Topical therapy for ulcers should keep the ulcer bed moist, but not excessively wet so as to promote maceration. Moistened gauze dressings are frequently used but have a tendency to dry out unless changed several times daily. This changes the moist dressing to a wet‐to‐dry dressing, which loses the proven benefits of the moist environment. Removal can also damage the healing tissue. A variety of commercially available hydrogels can maintain the moist environment necessary to the wound and can be applied topically every 1–3 days depending on moisture requirements. A non adherent top dressing can then be applied over the hydrogel.
Another therapy is hyperbaric oxygen that has been used as adjunct therapy for diabetic foot ulcers.
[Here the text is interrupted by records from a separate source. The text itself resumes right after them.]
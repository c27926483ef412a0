use thiserror::Error;

#[derive(Error, Debug)]
pub enum EtlError {
    #[error("Failed to fetch property data: {0}")]
    FetchError(#[from] reqwest::Error),

    #[error("Source {url} answered with HTTP status {status}")]
    HttpStatusError { url: String, status: u16 },

    #[error("Source {origin} is not valid UTF-8: {message}")]
    DecodeError { origin: String, message: String },

    #[error("Malformed record on line {line} ({content:?}): {reason}")]
    ParseError {
        line: usize,
        content: String,
        reason: String,
    },

    #[error("IO error: {0}")]
    IoError(#[from] std::io::Error),

    #[error("CSV processing error: {0}")]
    CsvError(#[from] csv::Error),

    #[error("Serialization error: {0}")]
    SerializationError(#[from] serde_json::Error),

    #[error("Zip operation failed: {0}")]
    ZipError(#[from] zip::result::ZipError),

    #[error("Configuration error: {message}")]
    ConfigError { message: String },

    #[error("Invalid configuration in '{field}': {message}")]
    ConfigValidationError { field: String, message: String },

    #[error("Invalid value '{value}' for '{field}': {reason}")]
    InvalidConfigValueError {
        field: String,
        value: String,
        reason: String,
    },

    #[error("Missing required configuration: {field}")]
    MissingConfigError { field: String },

    #[error("Validation error: {message}")]
    ValidationError { message: String },
}

#[derive(Debug, Clone, Copy, PartialEq, Eq)]
pub enum ErrorCategory {
    Network,
    Data,
    Configuration,
    System,
}

#[derive(Debug, Clone, Copy, PartialEq, Eq, PartialOrd, Ord)]
pub enum ErrorSeverity {
    Low,
    Medium,
    High,
    Critical,
}

impl EtlError {
    pub fn category(&self) -> ErrorCategory {
        match self {
            EtlError::FetchError(_)
            | EtlError::HttpStatusError { .. }
            | EtlError::DecodeError { .. } => ErrorCategory::Network,
            EtlError::ParseError { .. }
            | EtlError::CsvError(_)
            | EtlError::SerializationError(_)
            | EtlError::ValidationError { .. } => ErrorCategory::Data,
            EtlError::ConfigError { .. }
            | EtlError::ConfigValidationError { .. }
            | EtlError::InvalidConfigValueError { .. }
            | EtlError::MissingConfigError { .. } => ErrorCategory::Configuration,
            EtlError::IoError(_) | EtlError::ZipError(_) => ErrorCategory::System,
        }
    }

    pub fn severity(&self) -> ErrorSeverity {
        match self.category() {
            // 網路問題通常重試即可
            ErrorCategory::Network => ErrorSeverity::Medium,
            ErrorCategory::Data | ErrorCategory::Configuration => ErrorSeverity::High,
            ErrorCategory::System => ErrorSeverity::Critical,
        }
    }

    pub fn recovery_suggestion(&self) -> &'static str {
        match self {
            EtlError::FetchError(_) => "Check network connectivity and the source URL, then retry",
            EtlError::HttpStatusError { .. } => {
                "Verify the source URL points at DerivedCoreProperties.txt"
            }
            EtlError::DecodeError { .. } => "Make sure the source document is UTF-8 text",
            EtlError::ParseError { .. } => {
                "The property file contains a malformed code point field; inspect the reported line"
            }
            EtlError::IoError(_) => "Check file permissions and available disk space",
            EtlError::CsvError(_) | EtlError::SerializationError(_) | EtlError::ZipError(_) => {
                "Retry with a different output format"
            }
            EtlError::ConfigError { .. }
            | EtlError::ConfigValidationError { .. }
            | EtlError::InvalidConfigValueError { .. }
            | EtlError::MissingConfigError { .. } => {
                "Review the command line flags or the TOML configuration file"
            }
            EtlError::ValidationError { .. } => "Check the generated tables and the input data",
        }
    }

    pub fn user_friendly_message(&self) -> String {
        match self {
            EtlError::FetchError(_) | EtlError::HttpStatusError { .. } => {
                format!("Could not download the Unicode data: {}", self)
            }
            EtlError::ParseError { line, reason, .. } => {
                format!("Unicode data is malformed at line {}: {}", line, reason)
            }
            _ => self.to_string(),
        }
    }

    pub fn exit_code(&self) -> i32 {
        match self.severity() {
            ErrorSeverity::Low => 0,
            ErrorSeverity::Medium => 2,
            ErrorSeverity::High => 1,
            ErrorSeverity::Critical => 3,
        }
    }
}

pub type Result<T> = std::result::Result<T, EtlError>;

#[cfg(test)]
mod tests {
    use super::*;

    #[test]
    fn test_parse_error_is_high_severity_data_error() {
        let err = EtlError::ParseError {
            line: 12,
            content: "00ZZ ; XID_Start".to_string(),
            reason: "invalid hex digit".to_string(),
        };

        assert_eq!(err.category(), ErrorCategory::Data);
        assert_eq!(err.severity(), ErrorSeverity::High);
        assert_eq!(err.exit_code(), 1);
        assert!(err.user_friendly_message().contains("line 12"));
    }

    #[test]
    fn test_http_status_error_is_retryable() {
        let err = EtlError::HttpStatusError {
            url: "https://example.com/ucd.txt".to_string(),
            status: 503,
        };

        assert_eq!(err.category(), ErrorCategory::Network);
        assert_eq!(err.exit_code(), 2);
        assert!(err.to_string().contains("503"));
    }

    #[test]
    fn test_io_error_is_critical() {
        let err = EtlError::from(std::io::Error::new(
            std::io::ErrorKind::PermissionDenied,
            "denied",
        ));

        assert_eq!(err.severity(), ErrorSeverity::Critical);
        assert_eq!(err.exit_code(), 3);
    }
}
A series of small studies demonstrated more rapid healing and reduced amputation rates in patients treated with hyperbaric oxygen than in control subjects 20, 21. The current consensus recommendation is that hyperbaric oxygen could be a useful adjunct therapy for standard approaches to wound care in diabetic patients but that this field requires further investigation (22).
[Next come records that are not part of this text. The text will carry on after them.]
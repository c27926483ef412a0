use crate::adapters::http::{decode_document, fetch_document};
use crate::core::emit::{render, OutputFormat};
use crate::core::extract::extract_ranges;
use crate::core::merge::merge_ranges;
use crate::core::{ConfigProvider, Pipeline, Storage};
use crate::domain::model::{PropertyTable, SourceDocument, TransformResult};
use crate::domain::ports::STDOUT_PATH;
use crate::utils::error::Result;
use reqwest::Client;
use std::io::Write;
use std::path::Path;
use zip::write::{SimpleFileOptions, ZipWriter};

const TIMESTAMP_PLACEHOLDER: &str = "{timestamp}";

pub struct TablePipeline<S: Storage, C: ConfigProvider> {
    storage: S,
    config: C,
    client: Client,
}

impl<S: Storage, C: ConfigProvider> TablePipeline<S, C> {
    pub fn new(storage: S, config: C) -> Self {
        Self {
            storage,
            config,
            client: Client::new(),
        }
    }

    /// Renders every configured format before anything is written, so a
    /// failing renderer leaves no partial output behind.
    fn render_all(&self, result: &TransformResult) -> Result<Vec<(OutputFormat, String)>> {
        self.config
            .output_formats()
            .iter()
            .map(|format| {
                render(*format, &result.origin, &result.tables).map(|text| (*format, text))
            })
            .collect()
    }

    fn resolve_file_stem(&self) -> String {
        let stem = self.config.file_stem();
        if stem.contains(TIMESTAMP_PLACEHOLDER) {
            let timestamp = chrono::Utc::now().format("%Y%m%d_%H%M%S").to_string();
            stem.replace(TIMESTAMP_PLACEHOLDER, &timestamp)
        } else {
            stem.to_string()
        }
    }
}

fn bundle_archive(files: &[(String, String)]) -> Result<Vec<u8>> {
    let mut zip = ZipWriter::new(std::io::Cursor::new(Vec::new()));

    for (name, content) in files {
        zip.start_file(name.as_str(), SimpleFileOptions::default())?;
        zip.write_all(content.as_bytes())?;
    }

    // 完成並取回底層 Vec<u8>
    let cursor = zip.finish()?;
    Ok(cursor.into_inner())
}

#[async_trait::async_trait]
impl<S: Storage, C: ConfigProvider> Pipeline for TablePipeline<S, C> {
    async fn extract(&self) -> Result<SourceDocument> {
        match self.config.source_file() {
            Some(path) => {
                tracing::debug!("Reading property table from file: {}", path);
                let bytes = self.storage.read_file(path).await?;
                decode_document(path, bytes)
            }
            None => {
                tracing::info!("Downloading data from {} ...", self.config.source_url());
                fetch_document(&self.client, self.config.source_url()).await
            }
        }
    }

    async fn transform(&self, source: SourceDocument) -> Result<TransformResult> {
        let policy = self.config.merge_policy();
        let mut tables = Vec::with_capacity(self.config.properties().len());
        let mut raw_range_count = 0;

        for property in self.config.properties() {
            let raw = extract_ranges(&source.text, property)?;
            raw_range_count += raw.len();

            let raw_len = raw.len();
            let table = PropertyTable::new(property.as_str(), merge_ranges(raw, policy));

            if table.is_empty() {
                tracing::warn!("No records found for property {}", property);
            }
            tracing::debug!(
                "{}: {} raw ranges -> {} merged ranges ({} code points, policy {})",
                property,
                raw_len,
                table.len(),
                table.code_point_count(),
                policy
            );

            tables.push(table);
        }

        Ok(TransformResult {
            origin: source.origin,
            tables,
            raw_range_count,
        })
    }

    async fn load(&self, result: TransformResult) -> Result<String> {
        let rendered = self.render_all(&result)?;

        let Some(output_dir) = self.config.output_dir() else {
            let combined: String = rendered.into_iter().map(|(_, text)| text).collect();
            self.storage
                .write_file(STDOUT_PATH, combined.as_bytes())
                .await?;
            return Ok("stdout".to_string());
        };

        let stem = self.resolve_file_stem();
        let files: Vec<(String, String)> = rendered
            .into_iter()
            .map(|(format, text)| (format!("{}.{}", stem, format.extension()), text))
            .collect();

        if let Some(archive) = self.config.archive_name() {
            let zip_data = bundle_archive(&files)?;
            let path = Path::new(output_dir).join(archive);
            let path = path.to_string_lossy();

            tracing::debug!(
                "Writing archive with {} files ({} bytes) to {}",
                files.len(),
                zip_data.len(),
                path
            );
            self.storage.write_file(&path, &zip_data).await?;
            return Ok(path.into_owned());
        }

        let mut written = Vec::with_capacity(files.len());
        for (name, text) in &files {
            let path = Path::new(output_dir).join(name);
            let path = path.to_string_lossy();
            tracing::debug!("Writing {} ({} bytes)", path, text.len());
            self.storage.write_file(&path, text.as_bytes()).await?;
            written.push(path.into_owned());
        }

        Ok(written.join(", "))
    }
}
#[cfg(feature = "cli")]
pub mod cli;
pub mod toml_config;

#[cfg(feature = "cli")]
pub use cli::CliConfig;
pub use toml_config::TomlConfig;

use crate::core::ConfigProvider;

/// One-line description of what a run with `config` will do.
pub fn describe<C: ConfigProvider>(config: &C) -> String {
    let source = match config.source_file() {
        Some(file) => format!("file {}", file),
        None => config.source_url().to_string(),
    };
    let formats: Vec<String> = config
        .output_formats()
        .iter()
        .map(|format| format.to_string())
        .collect();
    let destination = match (config.output_dir(), config.archive_name()) {
        (Some(dir), Some(archive)) => format!("{}/{}", dir, archive),
        (Some(dir), None) => format!("{}/{}.*", dir, config.file_stem()),
        (None, _) => "stdout".to_string(),
    };

    format!(
        "source={} properties=[{}] merge={} formats=[{}] output={}",
        source,
        config.properties().join(", "),
        config.merge_policy(),
        formats.join(", "),
        destination
    )
}

#[cfg(test)]
mod tests {
    use super::*;

    #[test]
    fn test_describe_default_toml_config() {
        let config = TomlConfig::from_toml_str("[pipeline]\nname = \"xid\"\n").unwrap();

        assert_eq!(
            describe(&config),
            format!(
                "source={} properties=[XID_Start, XID_Continue] merge=overlap-safe formats=[c] output=stdout",
                crate::adapters::http::DEFAULT_SOURCE_URL
            )
        );
    }
}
Recent advances in technology have produced growth factors (such as platelet‐derived growth factor) and tissue engineering of living skin replacements to replenish components of the wound care process. Dermagraft® and becaplermin are two examples of these new technologies that have a proven benefit in some diabetic patients with no healing ulcers (23).
There are many options to treat ulcer in diabetic patients (24). In the past, in our clinical experience, we used Integra®, a commercially available collagen‐based dermal substitute combined with a silicone top layer that functions as a temporary epidermal replacement (25). Comparison with Matriderm® shows that this dermal substitute, in our opinion, is better because: it is composed of native collagen, it does not contain Glutaraldehyde (the non use of chemical cross‐linking of the collagen results in a matrix that is especially biocompatible) and it allows the procedure in one stage and is cost effective. From a clinical point of view, the benefits that we found are: an immediate integration with the recipient bed, a better dermal architecture, a significantly improved elasticity and a low rate of contraction. Matriderm® system and autologous skin grafting procedure is a particular surgical option. Matriderm® is used for dermis reconstruction in full thickness defects in combination with autologous split‐skin grafts. The aim of this treatment is to develop a dermal substitute in order to avoid excessive scarring and wound contraction. This led to use of this system for the treatment of diabetic ulcers.
CONCLUSION
Foot and lower limb ulceration are common complications of diabetes which has potentially disastrous consequences for patients. Current indications for Matriderm® are extensive cutaneous defects, such as second‐ to third‐degree burn wounds, large decollements or the revision of large adherent scars. Our case demonstrates that it is also possible to use a combination of Matriderm® with autologous split‐skin grafts to cover diabetic ulcers resulting in an excellent functional and cosmetic outcome. Undoubtedly, this cannot be the method of choice, but in selected cases, such as ours, a fast one‐step approach, rather the procedure described, seems to be a good choice or an interesting possibility.